PS--I may just be naive, but I didn't see her suggestion to go on "reproductive strike" coming. I would have pegged her as a daycare advocate. I don't like her extreme, though. I actually want children--and I'm losing childbearing years as I type this!

Suzanne said...

I'm back this morning to see if I can make a little more sense. Yesterday I turned into a fire breathing dragon, but creating controversy is part and parcel in selling more books. If you go to Amazon.com and read all the reviews, there are people who eloquently say what I was attempting to say.

For counterbalance I would suggest grabbing the Aug.-Sept. issue of MaryJane's Farm magazine. There's an article titled, "Who's Raising Jane" written by former lawyer and family court judge Rebekah Teal.

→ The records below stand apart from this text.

//! Ethash light caches and share verification.
//!
//! A light cache is enough to verify a share (recomputing each referenced
//! dataset item from its 256 cache parents) but not to mine. Caches are
//! ~16 MiB at mainnet epochs and shared behind `Arc`; the hosting process
//! typically only ever holds the current epoch's. Eviction is left to the
//! host.

use std::collections::HashMap;
use std::sync::Arc;

use parking_lot::Mutex;
use sha3::{Digest, Keccak256, Keccak512};
use tracing::debug;

use crate::hash::Hash256;

use super::epochs::EpochResolver;
use super::EthashError;

const WORD_BYTES: usize = 4;
const DATASET_BYTES_INIT: u64 = 1 << 30;
const DATASET_BYTES_GROWTH: u64 = 1 << 23;
const CACHE_BYTES_INIT: usize = 1 << 24;
const CACHE_BYTES_GROWTH: usize = 1 << 17;
const CACHE_ROUNDS: usize = 3;
const HASH_BYTES: usize = 64;
const MIX_BYTES: usize = 128;
const ACCESSES: usize = 64;
const DATASET_PARENTS: u32 = 256;
const FNV_PRIME: u32 = 0x0100_0193;

/// Outcome of an Ethash computation for a `(seed, header, nonce)` triple.
///
/// A share is valid when `result <= boundary` and `mix_hash` matches what
/// the miner claimed.
#[derive(Debug, Clone, Copy, PartialEq, Eq)]
pub struct EthashProof {
    pub result: Hash256,
    pub mix_hash: Hash256,
}

impl EthashProof {
    /// Sentinel returned by the infallible [`Verifier::evaluate`] path:
    /// an all-ones result compares above every boundary, so callers treat
    /// it as "definitely not a valid share".
    pub const REJECT: Self = Self {
        result: Hash256::MAX,
        mix_hash: Hash256::ZERO,
    };
}

fn fnv(x: u32, y: u32) -> u32 {
    x.wrapping_mul(FNV_PRIME) ^ y
}

fn is_prime(n: u64) -> bool {
    if n < 2 {
        return false;
    }
    if n % 2 == 0 {
        return n == 2;
    }
    let mut d = 3;
    while d * d <= n {
        if n % d == 0 {
            return false;
        }
        d += 2;
    }
    true
}

/// Cache size in bytes for an epoch: the largest size at or below the
/// linear bound whose 64-byte item count is prime.
fn cache_size(epoch: u64) -> usize {
    let mut sz = CACHE_BYTES_INIT + CACHE_BYTES_GROWTH * epoch as usize - HASH_BYTES;
    while !is_prime((sz / HASH_BYTES) as u64) {
        sz -= 2 * HASH_BYTES;
    }
    sz
}

/// Full dataset size in bytes for an epoch, prime in 128-byte pages.
fn full_size(epoch: u64) -> u64 {
    let mut sz = DATASET_BYTES_INIT + DATASET_BYTES_GROWTH * epoch - MIX_BYTES as u64;
    while !is_prime(sz / MIX_BYTES as u64) {
        sz -= 2 * MIX_BYTES as u64;
    }
    sz
}

fn keccak512(input: &[u8]) -> [u8; HASH_BYTES] {
    let mut hasher = Keccak512::new();
    hasher.update(input);
    hasher.finalize().into()
}

fn keccak256(input: &[u8]) -> [u8; 32] {
    let mut hasher = Keccak256::new();
    hasher.update(input);
    hasher.finalize().into()
}

fn read_word(bytes: &[u8], offset: usize) -> u32 {
    u32::from_le_bytes([
        bytes[offset],
        bytes[offset + 1],
        bytes[offset + 2],
        bytes[offset + 3],
    ])
}

/// The verification structure for one epoch.
pub struct LightCache {
    seed: Hash256,
    epoch: u64,
    full_size: u64,
    cache: Vec<u8>,
}

impl LightCache {
    /// Generate the cache for `epoch` from its seed hash.
    ///
    /// This is the expensive step (a keccak512 chain over the whole cache
    /// plus three rounds of RandMemoHash); allocation failure is reported
    /// rather than aborting since miners run close to memory limits.
    pub fn generate(seed: Hash256, epoch: u64) -> Result<Self, EthashError> {
        let size = cache_size(epoch);
        let n = size / HASH_BYTES;

        let mut cache: Vec<u8> = Vec::new();
        cache
            .try_reserve_exact(size)
            .map_err(|_| EthashError::CacheAllocation(size))?;

        // Sequential keccak512 fill from the seed
        let mut node = keccak512(seed.as_bytes());
        cache.extend_from_slice(&node);
        for _ in 1..n {
            node = keccak512(&node);
            cache.extend_from_slice(&node);
        }

        // RandMemoHash rounds
        for _ in 0..CACHE_ROUNDS {
            for i in 0..n {
                let v = (read_word(&cache, i * HASH_BYTES) as usize) % n;
                let prev = (i + n - 1) % n;
                let mut mixed = [0u8; HASH_BYTES];
                for (b, out) in mixed.iter_mut().enumerate() {
                    *out = cache[prev * HASH_BYTES + b] ^ cache[v * HASH_BYTES + b];
                }
                let node = keccak512(&mixed);
                cache[i * HASH_BYTES..(i + 1) * HASH_BYTES].copy_from_slice(&node);
            }
        }

        Ok(Self {
            seed,
            epoch,
            full_size: full_size(epoch),
            cache,
        })
    }

    /// Seed hash this cache was generated from.
    pub fn seed(&self) -> &Hash256 {
        &self.seed
    }

    /// Epoch this cache belongs to.
    pub fn epoch(&self) -> u64 {
        self.epoch
    }

    /// Cache size in bytes.
    pub fn size(&self) -> usize {
        self.cache.len()
    }

    /// Recompute one 64-byte dataset item from the cache.
    fn dataset_item(&self, index: u64) -> [u32; 16] {
        const R: usize = HASH_BYTES / WORD_BYTES;
        let n = (self.cache.len() / HASH_BYTES) as u64;

        let i = (index % n) as usize;
        let mut node = [0u8; HASH_BYTES];
        node.copy_from_slice(&self.cache[i * HASH_BYTES..(i + 1) * HASH_BYTES]);
        let seeded = read_word(&node, 0) ^ index as u32;
        node[0..4].copy_from_slice(&seeded.to_le_bytes());
        let node = keccak512(&node);

        let mut mix = [0u32; R];
        for (w, word) in mix.iter_mut().enumerate() {
            *word = read_word(&node, w * WORD_BYTES);
        }

        for j in 0..DATASET_PARENTS {
            let parent = (fnv(index as u32 ^ j, mix[j as usize % R]) as u64 % n) as usize;
            for (w, word) in mix.iter_mut().enumerate() {
                *word = fnv(*word, read_word(&self.cache, parent * HASH_BYTES + w * WORD_BYTES));
            }
        }

        let mut bytes = [0u8; HASH_BYTES];
        for (w, word) in mix.iter().enumerate() {
            bytes[w * WORD_BYTES..(w + 1) * WORD_BYTES].copy_from_slice(&word.to_le_bytes());
        }
        let hashed = keccak512(&bytes);

        let mut out = [0u32; R];
        for (w, word) in out.iter_mut().enumerate() {
            *word = read_word(&hashed, w * WORD_BYTES);
        }
        out
    }

    /// Run hashimoto-light for `(header, nonce)` against this cache.
    pub fn compute(&self, header: &Hash256, nonce: u64) -> Result<EthashProof, EthashError> {
        const MIX_WORDS: usize = MIX_BYTES / WORD_BYTES;
        const MIX_HASHES: u64 = (MIX_BYTES / HASH_BYTES) as u64;
        let n = self.full_size / HASH_BYTES as u64;

        let mut sdata = [0u8; 40];
        sdata[..32].copy_from_slice(header.as_bytes());
        sdata[32..].copy_from_slice(&nonce.to_le_bytes());
        let s = keccak512(&sdata);
        let s0 = read_word(&s, 0);

        let mut mix = [0u32; MIX_WORDS];
        for (w, word) in mix.iter_mut().enumerate() {
            *word = read_word(&s, (w % (HASH_BYTES / WORD_BYTES)) * WORD_BYTES);
        }

        for i in 0..ACCESSES as u32 {
            let p = (fnv(i ^ s0, mix[i as usize % MIX_WORDS]) as u64 % (n / MIX_HASHES))
                * MIX_HASHES;
            let mut newdata = [0u32; MIX_WORDS];
            for j in 0..MIX_HASHES {
                let item = self.dataset_item(p + j);
                newdata[(j as usize) * 16..(j as usize + 1) * 16].copy_from_slice(&item);
            }
            for (w, word) in mix.iter_mut().enumerate() {
                *word = fnv(*word, newdata[w]);
            }
        }

        let mut cmix = [0u8; 32];
        for i in 0..8 {
            let word = fnv(
                fnv(fnv(mix[4 * i], mix[4 * i + 1]), mix[4 * i + 2]),
                mix[4 * i + 3],
            );
            cmix[i * WORD_BYTES..(i + 1) * WORD_BYTES].copy_from_slice(&word.to_le_bytes());
        }

        let mut rdata = [0u8; HASH_BYTES + 32];
        rdata[..HASH_BYTES].copy_from_slice(&s);
        rdata[HASH_BYTES..].copy_from_slice(&cmix);

        Ok(EthashProof {
            result: Hash256::from_bytes(keccak256(&rdata)),
            mix_hash: Hash256::from_bytes(cmix),
        })
    }
}

/// Shared table of per-epoch light caches.
///
/// Allocates lazily on first request per seed; handles are reference
/// counted, so a cache outlives the table entry for as long as any caller
/// holds it.
pub struct Verifier {
    resolver: Arc<EpochResolver>,
    lights: Mutex<HashMap<Hash256, Arc<LightCache>>>,
}

impl Verifier {
    pub fn new(resolver: Arc<EpochResolver>) -> Self {
        Self {
            resolver,
            lights: Mutex::new(HashMap::new()),
        }
    }

    /// Light cache for `seed`, generating it on first request.
    pub fn light_for(&self, seed: &Hash256) -> Result<Arc<LightCache>, EthashError> {
        let mut lights = self.lights.lock();
        if let Some(light) = lights.get(seed) {
            return Ok(light.clone());
        }
        let epoch = self.resolver.epoch_of(seed)?;
        debug!(epoch, %seed, "generating light cache");
        let light = Arc::new(LightCache::generate(*seed, epoch)?);
        lights.insert(*seed, light.clone());
        Ok(light)
    }

    /// Compute the proof for a triple; never fails.
    ///
    /// Any internal failure yields [`EthashProof::REJECT`], preserving the
    /// contract the miner hot path relies on: a failed evaluation reads as
    /// a share that misses every boundary.
    pub fn evaluate(&self, seed: &Hash256, header: &Hash256, nonce: u64) -> EthashProof {
        match self
            .light_for(seed)
            .and_then(|light| light.compute(header, nonce))
        {
            Ok(proof) => proof,
            Err(err) => {
                debug!(%err, "share evaluation failed");
                EthashProof::REJECT
            }
        }
    }
}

"Somewhere along the line in our culture, the raising of children was devalued," she states.

Hirshman's views are egocentric, bordering on narcisisstic. It's not "all about me". This is one of the terrible consequences of the feminist movement in the '60's. There were many, many women who abandoned their families in the quest to "find themselves", giving no thought to their responsibilities. And yes, as adults we are responsible for the health and well-being of our young children. A lot of really good men were also trashed at that time. The baby went out with the bath water, but you never hear feminists talk about the downside of the movement.

As an older woman I try to encourage young women that there is a life after children and you can have several careers or work spurts, as I call them.

I'm very interested to follow this discussion.

- Suzanne,

Alexandra said...

"Instead her talents are wasted on 'laundry and kissing boo-boos.'"

Mommy Dearest comes to mind. Talk about a lack of balance.

Anonymous said...

Another quote from G.K. Chesterton:

But when people talk about [the mother's] duty as trivial and dreary, I do not understand for I cannot with utmost energy of imagination conceive what they mean. If drudgery only means dreadfully hard work, I admit she drudges at home as a man might drudge at his work, but if it means that the work she does is more dreary because it is trifling or colourless or unimportant or of small import to the soul, I cannot understand. How can it be an important career to tell other people's children about mathematics and a small career to tell your own children about the universe? A woman's function is laborious not because it is minute but because it is gigantic. I will pity Mrs. Jones for the hugeness of her task but I will never pity her for its smallness.”


Anonymous said...

Your post on this book shocked me so much that I looked up Linda Hirshman on the net. She has her own Web site (http://www.gettoworkmanifesto.com) and a raft of published articles. All her writings indicate that she is an extremely angry person, who dislikes women only slightly more than she dislikes men (which is profoundly). Take a look at her March 2007 op ed in American Prospect (http://www.prospect.org/cs/articles?articleId=12558) in which she asserts that home-making is "a job you can buy in most places for a sawbuck an hour." She refers to the wife of an attorney who chose to stay at home with her twin babies as "a marital nanny." Hirshman's work deserves a closer look and a vigorous refutation.